А мы публикуем эти воспоминания, потому что они связаны с историей нашего района, в них отражена жизнь тысяч таких же людей, хвастовичан, мирных жителей, прошедших войну, а затем и долгий и сложный путь к мирной жизни.
Из воспоминаний
отца —
Николая Алексеевича Васина
Мой отец родом из с. Мойлово (ныне — Ульяновский район), 1908 года рождения, после срочной службы в армии работал председателем сельского совета в с. Клён. В 1938 году отца назначили заведующим по строительству дорог Хвастовичского района. В 1940 году отец — курсант военного училища в г. Орджоникидзе-град Орловской области (ныне район Бежица, г. Брянск), после ускоренного выпуска в звании младшего лейтенанта накануне войны отправлен на западные рубежи в сапёрную часть. Граница была рядом, на весь батальон была одна винтовка для охраны знамени.

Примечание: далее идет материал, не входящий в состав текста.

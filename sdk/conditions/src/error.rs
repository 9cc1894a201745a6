use thiserror::Error;

/// Condition definition and evaluation errors
#[derive(Debug, Error, Clone, PartialEq, Eq)]
pub enum ConditionError {
    /// Malformed definition, caught before any network activity
    #[error("invalid condition: {0}")]
    Invalid(String),

    #[error("context variable {0} was not supplied")]
    MissingContextVariable(String),

    /// The oracle could not answer; retrying later may succeed
    #[error("condition evaluation failed: {0}")]
    Evaluation(String),

    /// The oracle answered and the predicate is false
    #[error("condition not satisfied")]
    NotSatisfied,

    #[error("condition serialization failed: {0}")]
    Serialization(String),
}

impl ConditionError {
    /// Only evaluation failures are worth retrying
    pub fn is_retryable(&self) -> bool {
        matches!(self, Self::Evaluation(_))
    }
}

/// Failures reported by a condition oracle
#[derive(Debug, Error, Clone, PartialEq, Eq)]
pub enum OracleError {
    #[error("oracle unavailable: {0}")]
    Unavailable(String),

    #[error("oracle query timed out")]
    Timeout,

    #[error("malformed oracle response: {0}")]
    Malformed(String),
}

impl From<OracleError> for ConditionError {
    fn from(err: OracleError) -> Self {
        ConditionError::Evaluation(err.to_string())
    }
}
//! Evaluation context and the oracle seam
//!
//! Conditions never talk to a chain themselves. They resolve context
//! variables from a [`ConditionContext`] and hand a [`ContractQuery`] to a
//! [`ConditionOracle`], which is injected by the caller.

use std::collections::BTreeMap;

use async_trait::async_trait;
use serde::{Deserialize, Serialize};

use crate::error::{ConditionError, OracleError};
use crate::value::{CONTEXT_VARIABLE_PREFIX, Param, USER_ADDRESS};

/// Caller identity and extra parameters used to fill `:name` placeholders
#[derive(Debug, Clone, PartialEq, Eq, Default, Serialize, Deserialize)]
#[serde(rename_all = "camelCase")]
pub struct ConditionContext {
    pub user_address: String,
    #[serde(default)]
    pub parameters: BTreeMap<String, Param>,
}

impl ConditionContext {
    pub fn for_user(user_address: impl Into<String>) -> Self {
        Self {
            user_address: user_address.into(),
            parameters: BTreeMap::new(),
        }
    }

    /// Add a custom `:name` parameter
    pub fn with_parameter(mut self, name: impl Into<String>, value: impl Into<Param>) -> Self {
        let mut name = name.into();
        if !name.starts_with(CONTEXT_VARIABLE_PREFIX) {
            name.insert(0, CONTEXT_VARIABLE_PREFIX);
        }
        self.parameters.insert(name, value.into());
        self
    }

    /// Substitute a placeholder; literal values pass through unchanged
    pub fn resolve(&self, param: &Param) -> Result<Param, ConditionError> {
        match param {
            Param::Text(name) if name.starts_with(CONTEXT_VARIABLE_PREFIX) => {
                if name == USER_ADDRESS {
                    return Ok(Param::Text(self.user_address.clone()));
                }
                self.parameters
                    .get(name)
                    .cloned()
                    .ok_or_else(|| ConditionError::MissingContextVariable(name.clone()))
            }
            other => Ok(other.clone()),
        }
    }
}

/// A fully resolved read-only contract call
#[derive(Debug, Clone, PartialEq, Eq, Hash, Serialize, Deserialize)]
#[serde(rename_all = "camelCase")]
pub struct ContractQuery {
    pub chain: u64,
    pub contract_address: String,
    pub standard_contract_type: Option<String>,
    pub method: String,
    pub parameters: Vec<Param>,
}

/// Source of external state for condition evaluation
#[async_trait]
pub trait ConditionOracle: Send + Sync {
    /// Execute `query` and return its single result value
    async fn call(&self, query: &ContractQuery) -> Result<Param, OracleError>;
}

#[cfg(test)]
mod tests {
    use super::*;

    #[test]
    fn test_user_address_substitution() {
        let ctx = ConditionContext::for_user("0xabc");
        let resolved = ctx.resolve(&Param::from(USER_ADDRESS)).unwrap();
        assert_eq!(resolved, Param::from("0xabc"));
    }

    #[test]
    fn test_custom_parameter_substitution() {
        let ctx = ConditionContext::for_user("0xabc").with_parameter("minBalance", 10u64);
        assert_eq!(ctx.resolve(&Param::from(":minBalance")).unwrap(), Param::from(10u64));
    }

    #[test]
    fn test_missing_variable() {
        let ctx = ConditionContext::for_user("0xabc");
        assert_eq!(
            ctx.resolve(&Param::from(":nope")),
            Err(ConditionError::MissingContextVariable(":nope".into()))
        );
    }

    #[test]
    fn test_literals_pass_through() {
        let ctx = ConditionContext::default();
        assert_eq!(ctx.resolve(&Param::from(5954u64)).unwrap(), Param::from(5954u64));
        assert_eq!(ctx.resolve(&Param::from("plain")).unwrap(), Param::from("plain"));
    }
}
//! Cohort selection
//!
//! A cohort is the set of nodes a policy's key fragments are assigned to.
//! Threshold and share counts are checked before discovery is contacted.

use std::collections::BTreeSet;

use cbd_config::CohortConfig;
use serde::{Deserialize, Serialize};
use tracing::{debug, info};

use crate::boundary::{NodeDirectory, NodeQuery};
use crate::error::{CbdError, Result};
use crate::node::{NodeAddress, NodeInfo};

#[derive(Debug, Clone, PartialEq, Serialize, Deserialize)]
pub struct Cohort {
    nodes: Vec<NodeInfo>,
    threshold: usize,
}

impl Cohort {
    /// Sample `config.shares` nodes from the directory
    pub async fn create(directory: &dyn NodeDirectory, config: &CohortConfig) -> Result<Self> {
        Self::create_with(directory, NodeQuery::sample(config.shares), config.threshold).await
    }

    /// Sample with explicit include/exclude lists
    pub async fn create_with(
        directory: &dyn NodeDirectory,
        query: NodeQuery,
        threshold: usize,
    ) -> Result<Self> {
        check_shape(threshold, query.quantity)?;
        if query.include.len() > query.quantity {
            return Err(CbdError::InvalidPolicyConfiguration(format!(
                "{} required nodes exceed {} shares",
                query.include.len(),
                query.quantity
            )));
        }

        let found = directory
            .get_nodes(&query)
            .await
            .map_err(|e| CbdError::DiscoveryUnavailable(e.to_string()))?;
        debug!("Directory returned {} nodes", found.len());

        let mut seen = BTreeSet::new();
        let nodes: Vec<NodeInfo> = found
            .into_iter()
            .filter(|node| !query.exclude.contains(&node.address))
            .filter(|node| seen.insert(node.address.clone()))
            .take(query.quantity)
            .collect();

        if nodes.len() < query.quantity {
            return Err(CbdError::InvalidPolicyConfiguration(format!(
                "only {} of {} requested nodes available",
                nodes.len(),
                query.quantity
            )));
        }
        if let Some(missing) = query.include.iter().find(|a| !seen.contains(*a)) {
            return Err(CbdError::InvalidPolicyConfiguration(format!(
                "required node {} not available",
                missing
            )));
        }

        info!(
            "Cohort selected: {} nodes, threshold {}",
            nodes.len(),
            threshold
        );
        Ok(Self { nodes, threshold })
    }

    /// Build from already-known nodes
    pub fn from_nodes(nodes: Vec<NodeInfo>, threshold: usize) -> Result<Self> {
        check_shape(threshold, nodes.len())?;
        let distinct: BTreeSet<_> = nodes.iter().map(|n| &n.address).collect();
        if distinct.len() != nodes.len() {
            return Err(CbdError::InvalidPolicyConfiguration(
                "duplicate node in cohort".into(),
            ));
        }
        Ok(Self { nodes, threshold })
    }

    pub fn nodes(&self) -> &[NodeInfo] {
        &self.nodes
    }

    pub fn node_addresses(&self) -> Vec<NodeAddress> {
        self.nodes.iter().map(|n| n.address.clone()).collect()
    }

    pub fn threshold(&self) -> usize {
        self.threshold
    }

    pub fn shares(&self) -> usize {
        self.nodes.len()
    }
}

fn check_shape(threshold: usize, shares: usize) -> Result<()> {
    if threshold == 0 || threshold > shares {
        return Err(CbdError::InvalidPolicyConfiguration(format!(
            "threshold {} must be between 1 and shares {}",
            threshold, shares
        )));
    }
    Ok(())
}

#[cfg(test)]
mod tests {
    use super::*;
    use crate::local::LocalNetwork;

    #[tokio::test]
    async fn test_create_samples_shares() {
        let network = LocalNetwork::new(7);
        let config = CohortConfig {
            threshold: 3,
            shares: 5,
        };
        let cohort = Cohort::create(&network, &config).await.unwrap();
        assert_eq!(cohort.shares(), 5);
        assert_eq!(cohort.threshold(), 3);
    }

    #[tokio::test]
    async fn test_threshold_checked_before_discovery() {
        let network = LocalNetwork::new(5);
        let config = CohortConfig {
            threshold: 6,
            shares: 5,
        };
        let err = Cohort::create(&network, &config).await.unwrap_err();
        assert!(matches!(err, CbdError::InvalidPolicyConfiguration(_)));
        assert_eq!(network.discovery_calls(), 0);
    }

    #[tokio::test]
    async fn test_not_enough_nodes() {
        let network = LocalNetwork::new(2);
        let config = CohortConfig {
            threshold: 2,
            shares: 3,
        };
        let err = Cohort::create(&network, &config).await.unwrap_err();
        assert!(matches!(err, CbdError::InvalidPolicyConfiguration(_)));
    }

    #[tokio::test]
    async fn test_include_and_exclude() {
        let network = LocalNetwork::new(6);
        let all = network.node_addresses();

        let mut query = NodeQuery::sample(3);
        query.include.insert(all[5].clone());
        query.exclude.insert(all[0].clone());

        let cohort = Cohort::create_with(&network, query, 2).await.unwrap();
        let addresses = cohort.node_addresses();
        assert!(addresses.contains(&all[5]));
        assert!(!addresses.contains(&all[0]));
    }

    #[test]
    fn test_from_nodes_rejects_duplicates() {
        let network = LocalNetwork::new(2);
        let node = network.node_infos()[0].clone();
        let err = Cohort::from_nodes(vec![node.clone(), node], 1).unwrap_err();
        assert!(matches!(err, CbdError::InvalidPolicyConfiguration(_)));
    }
}
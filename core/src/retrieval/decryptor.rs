//! Threshold decryption of retrieved kits

use std::sync::Arc;

use cbd_conditions::{ConditionContext, ConditionOracle};
use tracing::debug;

use crate::characters::bob::Bob;
use crate::error::{CbdError, Result};
use crate::kits::retrieval::PolicyMessageKit;

/// Opens policy message kits once enough fragments are in.
///
/// With an oracle attached, the kit's conditions are re-checked locally
/// before any fragment is combined.
#[derive(Clone, Default)]
pub struct Decryptor {
    oracle: Option<Arc<dyn ConditionOracle>>,
}

impl Decryptor {
    pub fn new() -> Self {
        Self::default()
    }

    pub fn with_oracle(oracle: Arc<dyn ConditionOracle>) -> Self {
        Self {
            oracle: Some(oracle),
        }
    }

    pub async fn decrypt(
        &self,
        bob: &Bob,
        kit: &PolicyMessageKit,
        context: &ConditionContext,
    ) -> Result<Vec<u8>> {
        if !kit.is_decryptable_by_receiver() {
            return Err(CbdError::NotEnoughFragments {
                threshold: kit.threshold(),
                received: kit.result().len(),
            });
        }

        if let (Some(conditions), Some(oracle)) = (kit.message_kit().conditions(), &self.oracle) {
            debug!("Re-checking {} condition(s) before decryption", conditions.len());
            conditions.check(context, oracle.as_ref()).await?;
        }

        bob.decrypt(kit)
    }
}

#[cfg(test)]
mod tests {
    use super::*;
    use crate::local::StaticOracle;
    use crate::retrieval::dispatcher::DispatcherConfig;
    use crate::testing::{NFT, Scenario, USER};
    use cbd_conditions::{Condition, ConditionSet, Param};

    #[tokio::test]
    async fn test_decrypts_after_quorum() {
        let scenario = Scenario::new(2, 3).await;
        let kit = scenario.encrypt(b"payload");
        let pmks = scenario
            .dispatcher(DispatcherConfig::default())
            .retrieve(
                vec![kit],
                &scenario.treasure_map,
                &scenario.network.node_infos(),
                &scenario.bob.to_remote(),
                &scenario.context(),
            )
            .await
            .unwrap();

        let plaintext = Decryptor::new()
            .decrypt(&scenario.bob, &pmks[0], &scenario.context())
            .await
            .unwrap();
        assert_eq!(plaintext, b"payload");
    }

    #[tokio::test]
    async fn test_pending_kit_is_not_decryptable() {
        let scenario = Scenario::new(2, 3).await;
        let pmk = PolicyMessageKit::from_message_kit(
            scenario.encrypt(b"payload"),
            scenario.treasure_map.policy_encrypting_key,
            2,
        );

        let err = Decryptor::new()
            .decrypt(&scenario.bob, &pmk, &scenario.context())
            .await
            .unwrap_err();
        assert!(matches!(
            err,
            CbdError::NotEnoughFragments {
                threshold: 2,
                received: 0
            }
        ));
    }

    #[tokio::test]
    async fn test_local_recheck_denies_when_condition_fails() {
        let conditions = ConditionSet::from(Condition::erc721_ownership(NFT, 5, 5954));
        let scenario = Scenario::with_conditions(2, 3, conditions).await;
        let pmks = scenario
            .dispatcher(DispatcherConfig::default())
            .retrieve(
                vec![scenario.encrypt(b"payload")],
                &scenario.treasure_map,
                &scenario.network.node_infos(),
                &scenario.bob.to_remote(),
                &scenario.context(),
            )
            .await
            .unwrap();

        let local = Arc::new(StaticOracle::new());
        local.set(NFT, "ownerOf", Param::from("0xbbbbbbbbbbbbbbbbbbbbbbbbbbbbbbbbbbbbbbbb"));
        let err = Decryptor::with_oracle(local.clone())
            .decrypt(&scenario.bob, &pmks[0], &scenario.context())
            .await
            .unwrap_err();
        assert!(matches!(err, CbdError::ConditionNotSatisfied));

        local.set(NFT, "ownerOf", Param::from(USER));
        let plaintext = Decryptor::with_oracle(local)
            .decrypt(&scenario.bob, &pmks[0], &scenario.context())
            .await
            .unwrap();
        assert_eq!(plaintext, b"payload");
    }
}
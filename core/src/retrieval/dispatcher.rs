//! Work Order Dispatcher
//!
//! Solicits capsule fragments from the nodes a treasure map names until
//! the policy threshold is met.
//!
//! ```text
//!                 ┌──▶ node 1 ──(timeout)──┐
//!   candidates ───┼──▶ node 2 ──(timeout)──┼──▶ verify ──▶ RetrievalResult
//!  (map order)    └──▶ node k ──(timeout)──┘       │
//!        ▲                                         │ denial / timeout /
//!        └──────────── next candidate ◀────────────┘ bad signature / bad cfrag
//! ```
//!
//! Each node is bounded by its own timeout, so a slow node never holds up
//! faster ones. The whole call is bounded by an aggregate deadline. Only
//! the dispatch loop writes to the retrieval result. A fragment counts only
//! once it is shown to be a correct reencryption of the kit's capsule.

use std::collections::{BTreeMap, BTreeSet, HashMap, VecDeque};
use std::panic::AssertUnwindSafe;
use std::sync::Arc;
use std::time::Duration;

use cbd_conditions::ConditionContext;
use cbd_config::RetrievalConfig;
use futures::FutureExt;
use futures::future::try_join_all;
use tokio::task::{self, JoinSet};
use tokio::time::{Instant, timeout, timeout_at};
use tracing::{debug, info, warn};

use crate::boundary::{BoundaryError, ReencryptionClient};
use crate::characters::bob::RemoteBob;
use crate::error::{CbdError, NodeFailure, QuorumBreakdown, Result};
use crate::kits::message_kit::MessageKit;
use crate::kits::retrieval::{PolicyMessageKit, RetrievalResult};
use crate::node::{NodeAddress, NodeInfo};
use crate::policy::treasure_map::TreasureMap;
use crate::retrieval::work_order::{NodeReply, WorkOrder, WorkOrderResult};

// ============================================================================
// Configuration
// ============================================================================

#[derive(Debug, Clone, PartialEq, Eq)]
pub struct DispatcherConfig {
    /// Bound on a single node's answer
    pub node_timeout: Duration,
    /// Bound on the whole retrieval call
    pub deadline: Duration,
    /// Nodes contacted up front; `None` contacts every assigned node
    pub initial_fanout: Option<usize>,
}

impl Default for DispatcherConfig {
    fn default() -> Self {
        Self::from(&RetrievalConfig::default())
    }
}

impl From<&RetrievalConfig> for DispatcherConfig {
    fn from(config: &RetrievalConfig) -> Self {
        Self {
            node_timeout: config.node_timeout(),
            deadline: config.deadline(),
            initial_fanout: config.initial_fanout,
        }
    }
}

// ============================================================================
// Dispatcher
// ============================================================================

enum NodeOutcome {
    Fragment(WorkOrderResult),
    Failed(NodeFailure),
}

type Completion = (NodeAddress, NodeOutcome);

/// Tasks in flight for one kit, and the node each one is talking to
#[derive(Default)]
struct InFlight {
    tasks: JoinSet<Completion>,
    nodes: HashMap<task::Id, NodeAddress>,
    outstanding: BTreeSet<NodeAddress>,
}

pub struct Dispatcher {
    client: Arc<dyn ReencryptionClient>,
    config: DispatcherConfig,
}

impl Dispatcher {
    pub fn new(client: Arc<dyn ReencryptionClient>, config: DispatcherConfig) -> Self {
        Self { client, config }
    }

    pub fn config(&self) -> &DispatcherConfig {
        &self.config
    }

    /// Collect a quorum of verified fragments for every kit.
    ///
    /// `nodes` resolves treasure map destinations to reachable node
    /// records. Kits are retrieved concurrently under one shared deadline.
    pub async fn retrieve(
        &self,
        kits: Vec<MessageKit>,
        treasure_map: &TreasureMap,
        nodes: &[NodeInfo],
        bob: &RemoteBob,
        context: &ConditionContext,
    ) -> Result<Vec<PolicyMessageKit>> {
        let deadline = Instant::now() + self.config.deadline;
        let directory: BTreeMap<_, _> = nodes
            .iter()
            .map(|node| (node.address.clone(), node))
            .collect();

        info!(
            "Retrieving {} message kit(s) from {} assigned nodes (threshold {})",
            kits.len(),
            treasure_map.destinations.len(),
            treasure_map.threshold
        );

        try_join_all(kits.into_iter().map(|kit| {
            self.retrieve_kit(kit, treasure_map, &directory, bob, context, deadline)
        }))
        .await
    }

    async fn retrieve_kit(
        &self,
        kit: MessageKit,
        treasure_map: &TreasureMap,
        directory: &BTreeMap<NodeAddress, &NodeInfo>,
        bob: &RemoteBob,
        context: &ConditionContext,
        deadline: Instant,
    ) -> Result<PolicyMessageKit> {
        let threshold = treasure_map.threshold;
        let mut breakdown = QuorumBreakdown::default();
        let mut result = RetrievalResult::new();

        let mut candidates = VecDeque::new();
        for address in treasure_map.node_addresses() {
            match directory.get(address) {
                Some(node) => candidates.push_back(WorkOrder::new(
                    (*node).clone(),
                    treasure_map,
                    &kit,
                    bob,
                    context,
                )?),
                None => breakdown.record(
                    address.clone(),
                    NodeFailure::Unreachable("unknown to discovery".into()),
                ),
            }
        }

        let fanout = self
            .config
            .initial_fanout
            .unwrap_or(candidates.len())
            .max(threshold);

        let mut in_flight = InFlight::default();
        for order in candidates.drain(..fanout.min(candidates.len())) {
            self.spawn(&mut in_flight, order);
        }
        debug!("Dispatched {} work orders", in_flight.outstanding.len());

        while result.len() < threshold {
            let joined = match timeout_at(deadline, in_flight.tasks.join_next()).await {
                Ok(Some(joined)) => joined,
                Ok(None) => break,
                Err(_) => {
                    warn!(
                        "Retrieval deadline hit with {} of {} fragments",
                        result.len(),
                        threshold
                    );
                    for address in std::mem::take(&mut in_flight.outstanding) {
                        breakdown.record(address, NodeFailure::DeadlineExceeded);
                    }
                    break;
                }
            };

            let (address, outcome) = match joined {
                Ok(completion) => completion,
                Err(e) => {
                    let Some(address) = in_flight.nodes.get(&e.id()).cloned() else {
                        warn!("Work order task failed: {}", e);
                        continue;
                    };
                    warn!("Work order task for {} failed: {}", address, e);
                    let failure = NodeFailure::Unreachable(format!("task failed: {}", e));
                    (address, NodeOutcome::Failed(failure))
                }
            };
            in_flight.outstanding.remove(&address);

            match outcome {
                NodeOutcome::Fragment(verified) => {
                    debug!("Fragment accepted from {}", address);
                    result.add(address, verified.cfrag);
                }
                NodeOutcome::Failed(failure) => {
                    match &failure {
                        NodeFailure::InvalidSignature | NodeFailure::InvalidFragment(_) => {
                            warn!("Discarding fragment from {}: {}", address, failure);
                        }
                        _ => debug!("No fragment from {}: {}", address, failure),
                    }
                    breakdown.record(address, failure);

                    if let Some(order) = candidates.pop_front() {
                        self.spawn(&mut in_flight, order);
                    }
                }
            }
        }
        in_flight.tasks.abort_all();

        for address in in_flight.outstanding {
            breakdown
                .failures
                .entry(address)
                .or_insert(NodeFailure::Unreachable("task aborted".into()));
        }

        if result.len() < threshold {
            warn!(
                "Quorum missed: {} of {} fragments ({})",
                result.len(),
                threshold,
                breakdown
            );
            return Err(CbdError::InsufficientFragments {
                threshold,
                received: result.len(),
                breakdown,
            });
        }

        info!("Quorum reached: {} of {} fragments", result.len(), threshold);
        Ok(
            PolicyMessageKit::from_message_kit(kit, treasure_map.policy_encrypting_key, threshold)
                .with_result(result),
        )
    }

    /// A panic inside the client still yields the node's address, so the
    /// node is recorded and replaced like any other failure.
    fn spawn(&self, in_flight: &mut InFlight, order: WorkOrder) {
        let client = Arc::clone(&self.client);
        let node_timeout = self.config.node_timeout;
        let address = order.node.address.clone();
        in_flight.outstanding.insert(address.clone());

        let handle = in_flight.tasks.spawn(async move {
            let outcome = AssertUnwindSafe(execute(client.as_ref(), &order, node_timeout))
                .catch_unwind()
                .await
                .unwrap_or_else(|_| {
                    let failure = NodeFailure::Unreachable("work order task panicked".into());
                    NodeOutcome::Failed(failure)
                });
            (order.node.address, outcome)
        });
        in_flight.nodes.insert(handle.id(), address);
    }
}

async fn execute(
    client: &dyn ReencryptionClient,
    order: &WorkOrder,
    node_timeout: Duration,
) -> NodeOutcome {
    let reply = match timeout(node_timeout, client.reencrypt(&order.node, &order.request)).await {
        Err(_) | Ok(Err(BoundaryError::Timeout)) => {
            return NodeOutcome::Failed(NodeFailure::TimedOut);
        }
        Ok(Err(e)) => return NodeOutcome::Failed(NodeFailure::Unreachable(e.to_string())),
        Ok(Ok(reply)) => reply,
    };

    match reply {
        NodeReply::Denied(reason) => NodeOutcome::Failed(NodeFailure::from(reason)),
        NodeReply::Fragment { cfrag, signature } => {
            match WorkOrderResult::verify(order, &cfrag, &signature) {
                Ok(verified) => NodeOutcome::Fragment(verified),
                Err(failure) => NodeOutcome::Failed(failure),
            }
        }
    }
}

Мать осталась с нами, маленькими детьми, в Хвастовичах. Когда началась война, мне было пять с половиной лет, сестре Сталине — 3 года. Вместо эвакуации с семьями руководящих работников на Урал (всех на машинах вначале вывозили на ж/д станцию Судимир), мама с детьми переезжает в Мойлово (тогда Хвастовичский район), к бабушке с дедушкой и старшему брату отца, дяде Мише, который был освобождён от призыва по инвалидности (белобилетник, ему лошадь копытом выбила глаз). Дядя Миша был женат на тёте Аксинье, у них было двое детей — Таня и Маша. Дедушка, Александр Анисимович, работал заведующим фермой, его со скотом направили в эвакуацию в Тамбовскую область. Он уговаривал всю семью пойти с ним (у него были подводы и он, воевавший в первую мировую войну и будучи в плену в Австрии, хорошо представлял себе ужасы оккупации). Он, кстати, был Георгиевский кавалер. Но с ним никто не поехал…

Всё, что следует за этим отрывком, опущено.